US President Donald J. Trump’s administration must use the opportunity presented by the president’s decision to scrap his June 12 summit with North Korean leader Kim Jong-un to think through its strategy on North Korea, according to the Atlantic Council’s Robert A. Manning.
“There are technical issues that we ought to explore so we know what we’re talking about when we say we want the North Koreans to take steps quickly to show that they are serious about dismantling their WMD. And if they do that, we should be prepared to do X, Y, Z,” said Manning.
While Trump called off the highly-anticipated summit he also left open lots of doors for a future meeting, he added.
Manning, a senior fellow in the Atlantic Council’s Scowcroft Center for Strategy and Security, discussed Trump’s decision in an interview with the New Atlanticist’s Ashish Kumar Sen. Here are excerpts from the interview.
Q: What are your thoughts on President Trump’s decision to call off the June 12 summit?
Manning: This looks more like a deferral than a cancellation. The tone of Trump’s letter is civil and diplomatic. There are lots of doors left open.
There is the idiocy of megaphone diplomacy. First you had [US National Security Advisor John] Bolton’s comment on the Libya model [of denuclearization for North Korea], then [US Vice President Mike] Pence warning that North Korea will be burnt to a crisp if they don’t make a deal.
The North Koreans have been very clear and consistent. They are ready to move in a phased and synchronous manner.

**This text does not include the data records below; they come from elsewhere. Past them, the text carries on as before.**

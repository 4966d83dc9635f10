//! Configuration module
//!
//! Handles loading and saving gatehouse configuration.

use serde::{Deserialize, Serialize};
use std::net::{IpAddr, SocketAddr};
use std::path::{Path, PathBuf};
use std::time::Duration;
use thiserror::Error;

use crate::crypto::{default_cipher, KeySeeds, AUTH_KEY_SEED, WORLD_KEY_SEED};
use crate::network::{
    ConnectionSettings, DEFAULT_COMMAND_QUEUE_SIZE, DEFAULT_MAX_PACKET_SIZE,
    DEFAULT_READ_BUFFER_SIZE,
};
use crate::protocol::{ConnectionType, DEFAULT_PORT, MAX_PAYLOAD_LEN};

/// Configuration errors
#[derive(Error, Debug)]
pub enum ConfigError {
    #[error("IO error: {0}")]
    Io(#[from] std::io::Error),

    #[error("Parse error: {0}")]
    Parse(#[from] toml::de::Error),

    #[error("Serialize error: {0}")]
    Serialize(#[from] toml::ser::Error),

    #[error("Config file not found: {0}")]
    NotFound(PathBuf),

    #[error("Invalid {field}: {reason}")]
    Invalid { field: &'static str, reason: String },
}

pub type ConfigResult<T> = Result<T, ConfigError>;

/// Main application configuration
#[derive(Debug, Clone, Default, Serialize, Deserialize)]
pub struct Config {
    /// General settings
    #[serde(default)]
    pub general: GeneralConfig,

    /// Listener and socket settings
    #[serde(default)]
    pub network: NetworkConfig,

    /// Values announced in the greeting
    #[serde(default)]
    pub connection: ConnectionConfig,

    /// Packet encryption
    #[serde(default)]
    pub encryption: EncryptionConfig,
}

/// General configuration
#[derive(Debug, Clone, Serialize, Deserialize)]
pub struct GeneralConfig {
    /// Name used in logs for this gateway
    pub name: String,
    /// Enable verbose logging
    #[serde(default)]
    pub verbose: bool,
}

impl Default for GeneralConfig {
    fn default() -> Self {
        Self {
            name: hostname::get()
                .map(|h| h.to_string_lossy().to_string())
                .unwrap_or_else(|_| "gatehouse".to_string()),
            verbose: false,
        }
    }
}

/// Network configuration
#[derive(Debug, Clone, Serialize, Deserialize)]
pub struct NetworkConfig {
    /// Interface to bind to
    #[serde(default = "default_bind_address")]
    pub bind_address: String,
    /// Port to listen on
    #[serde(default = "default_port")]
    pub port: u16,
    /// Number of tasks accepting on the listening socket
    #[serde(default = "default_accept_workers")]
    pub accept_workers: usize,
    /// Minimum free space reserved before each socket read
    #[serde(default = "default_read_buffer_size")]
    pub read_buffer_size: usize,
    /// Largest payload a client may declare
    #[serde(default = "default_max_packet_size")]
    pub max_packet_size: usize,
    /// Seconds without inbound bytes before a connection is closed (0 = never)
    #[serde(default)]
    pub idle_timeout_secs: u64,
    /// Depth of each connection's command queue
    #[serde(default = "default_command_queue_size")]
    pub command_queue_size: usize,
}

fn default_bind_address() -> String {
    "0.0.0.0".to_string()
}

fn default_port() -> u16 {
    DEFAULT_PORT
}

fn default_accept_workers() -> usize {
    4
}

fn default_read_buffer_size() -> usize {
    DEFAULT_READ_BUFFER_SIZE
}

fn default_max_packet_size() -> usize {
    DEFAULT_MAX_PACKET_SIZE
}

fn default_command_queue_size() -> usize {
    DEFAULT_COMMAND_QUEUE_SIZE
}

impl Default for NetworkConfig {
    fn default() -> Self {
        Self {
            bind_address: default_bind_address(),
            port: default_port(),
            accept_workers: default_accept_workers(),
            read_buffer_size: default_read_buffer_size(),
            max_packet_size: default_max_packet_size(),
            idle_timeout_secs: 0,
            command_queue_size: default_command_queue_size(),
        }
    }
}

/// Greeting configuration
#[derive(Debug, Clone, Serialize, Deserialize)]
pub struct ConnectionConfig {
    /// Service this gateway fronts ("auth" or "world")
    #[serde(default = "default_connection_type")]
    pub connection_type: ConnectionType,
    #[serde(default)]
    pub realm_id: u32,
    #[serde(default)]
    pub realm_group_id: u32,
    /// Checksum of the message catalog the client must match
    #[serde(default)]
    pub network_message_crc: u32,
}

fn default_connection_type() -> ConnectionType {
    ConnectionType::Auth
}

impl Default for ConnectionConfig {
    fn default() -> Self {
        Self {
            connection_type: default_connection_type(),
            realm_id: 0,
            realm_group_id: 0,
            network_message_crc: 0,
        }
    }
}

/// Encryption configuration
#[derive(Debug, Clone, Serialize, Deserialize)]
pub struct EncryptionConfig {
    /// Encrypt payloads after the greeting
    #[serde(default = "default_true")]
    pub enabled: bool,
    #[serde(default = "default_auth_seed")]
    pub auth_seed: u64,
    #[serde(default = "default_world_seed")]
    pub world_seed: u64,
}

fn default_true() -> bool {
    true
}

fn default_auth_seed() -> u64 {
    AUTH_KEY_SEED
}

fn default_world_seed() -> u64 {
    WORLD_KEY_SEED
}

impl Default for EncryptionConfig {
    fn default() -> Self {
        Self {
            enabled: true,
            auth_seed: default_auth_seed(),
            world_seed: default_world_seed(),
        }
    }
}

impl EncryptionConfig {
    pub fn seeds(&self) -> KeySeeds {
        KeySeeds {
            auth: self.auth_seed,
            world: self.world_seed,
        }
    }
}

impl Config {
    /// Load configuration from a file
    pub fn load(path: &Path) -> ConfigResult<Self> {
        if !path.exists() {
            return Err(ConfigError::NotFound(path.to_path_buf()));
        }

        let contents = std::fs::read_to_string(path)?;
        let config: Config = toml::from_str(&contents)?;
        config.validate()?;
        Ok(config)
    }

    /// Load configuration from the default location
    pub fn load_default() -> ConfigResult<Self> {
        let config_paths = [
            dirs::config_dir().map(|p| p.join("gatehouse/config.toml")),
            Some(PathBuf::from("./gatehouse.toml")),
            Some(PathBuf::from("./config.toml")),
        ];

        for path in config_paths.iter().flatten() {
            if path.exists() {
                return Self::load(path);
            }
        }

        // Return default config if no file found
        Ok(Self::default())
    }

    /// Save configuration to a file
    pub fn save(&self, path: &Path) -> ConfigResult<()> {
        let contents = toml::to_string_pretty(self)?;

        if let Some(parent) = path.parent() {
            std::fs::create_dir_all(parent)?;
        }

        std::fs::write(path, contents)?;
        Ok(())
    }

    /// Reject values the listener cannot run with
    pub fn validate(&self) -> ConfigResult<()> {
        self.bind_addr()?;

        let network = &self.network;
        if network.accept_workers == 0 {
            return Err(invalid("network.accept_workers", "must be at least 1"));
        }
        if network.read_buffer_size == 0 {
            return Err(invalid("network.read_buffer_size", "must be at least 1"));
        }
        if network.command_queue_size == 0 {
            return Err(invalid("network.command_queue_size", "must be at least 1"));
        }
        if network.max_packet_size == 0 || network.max_packet_size > MAX_PAYLOAD_LEN {
            return Err(invalid(
                "network.max_packet_size",
                format!("must be between 1 and {}", MAX_PAYLOAD_LEN),
            ));
        }

        Ok(())
    }

    /// Socket address to listen on
    pub fn bind_addr(&self) -> ConfigResult<SocketAddr> {
        let ip: IpAddr = self.network.bind_address.parse().map_err(|_| {
            invalid(
                "network.bind_address",
                format!("'{}' is not an IP address", self.network.bind_address),
            )
        })?;
        Ok(SocketAddr::new(ip, self.network.port))
    }

    pub fn idle_timeout(&self) -> Option<Duration> {
        match self.network.idle_timeout_secs {
            0 => None,
            secs => Some(Duration::from_secs(secs)),
        }
    }

    /// Per-connection settings for a listener built from this configuration
    pub fn to_settings(&self) -> ConnectionSettings {
        let connection_type = self.connection.connection_type;
        let mut settings = ConnectionSettings::new(
            connection_type,
            default_cipher(self.encryption.enabled),
            self.encryption.seeds(),
        );

        settings.greeting.realm_id = self.connection.realm_id;
        settings.greeting.realm_group_id = self.connection.realm_group_id;
        settings.greeting.network_message_crc = self.connection.network_message_crc;
        settings.greeting.listen_port = self.network.port;
        settings.max_packet_size = self.network.max_packet_size;
        settings.read_buffer_size = self.network.read_buffer_size;
        settings.idle_timeout = self.idle_timeout();
        settings.command_queue_size = self.network.command_queue_size;
        settings
    }
}

fn invalid(field: &'static str, reason: impl Into<String>) -> ConfigError {
    ConfigError::Invalid {
        field,
        reason: reason.into(),
    }
}

/// Generate a sample configuration file
pub fn generate_sample_config() -> ConfigResult<String> {
    let config = Config {
        general: GeneralConfig {
            name: "auth-gateway-01".to_string(),
            verbose: false,
        },
        network: NetworkConfig {
            idle_timeout_secs: 120,
            ..Default::default()
        },
        connection: ConnectionConfig {
            realm_id: 1,
            realm_group_id: 21,
            ..Default::default()
        },
        ..Default::default()
    };

    Ok(toml::to_string_pretty(&config)?)
}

Q: What do you think of the Trump administration’s approach to this issue?
Manning: I think the Trump administration is right in wanting to have things frontloaded. That avoids the mistakes of the previous agreements with North Korea. They want to know what concrete steps North Korea can take to dismantle things. My point to the administration is: you get what you pay for. They want everything for nothing.
The North Koreans need to know that if they do X they will get Y. The Trump administration really didn’t anticipate that they had to put something on the table. We need to be prepared to offer them a package that could include sanctions relief, economic cooperation, and security assurances.
The problem has always been that this process is all backwards. Usually a summit comes after both sides have taken certain steps.
Q: On the same day that Trump called off the summit the North Koreans dismantled their nuclear test site. What do you make of the timing?
Manning: You have to put what they have done in perspective. They have announced that they have completed their missile and nuclear testing. At the test site at Punggye-ri if they did one more test it would cave in. So, they were trying to package a virtue out of necessity.
I think those are good-faith gestures, but they are not making any concessions. They didn’t give anything up. But what have we done? Trump is his own worst enemy. He really needs to learn the strategic value of silence and quiet diplomacy.
Q: What can the United States do to capitalize on this postponement?
Manning: We need to think through what options we want to pursue. Some of it is technical. They need to talk to people in the Pentagon and the Department of Energy to see what technically the North Koreans can do within ninety and/or 180 days to dismantle their intercontinental ballistic missiles facilities, demate nukes from launchers, and tear down their highly enriched uranium facilities.
These are technical issues that we ought to explore so we know what we’re talking about when we say we want the North Koreans to take steps quickly to show that they are serious about dismantling their WMD. And if they do that, we should be prepared to do X, Y, Z.
One mistake is to make this a bilateral issue. The North Korea nuclear problem is a global issue, and importantly, a Northeast Asian issue—states with which we need to coordinate. That’s why we had six-party talks. The Trump administration doesn’t like it because they didn’t invent it. You really want to make this a collective effort.
So far, it has been done in a very ad hoc way. There needs to be some ongoing framework for the frontline states—China, Russia, Japan, South Korea and the United States—to work the issues.
It may be better for reality TV to have a Kim-Trump back and forth but I don’t think it is very useful to try to get to a productive outcome.
Q: How is Trump’s decision going to play in North Korea in particular and the region in general?
Manning: This is a tricky situation now. The South Koreans are saying they are going to continue their North-South dialogue as soon as the air exercises with the United States are over.
The effectiveness of Trump’s maximum pressure depends on China cooperating. If China sees us as the bad guy, as the obstructionist being unreasonable, they may not stand up publicly announce that they are doing anything, but they might quietly loosen the enforcement of sanctions on North Korea.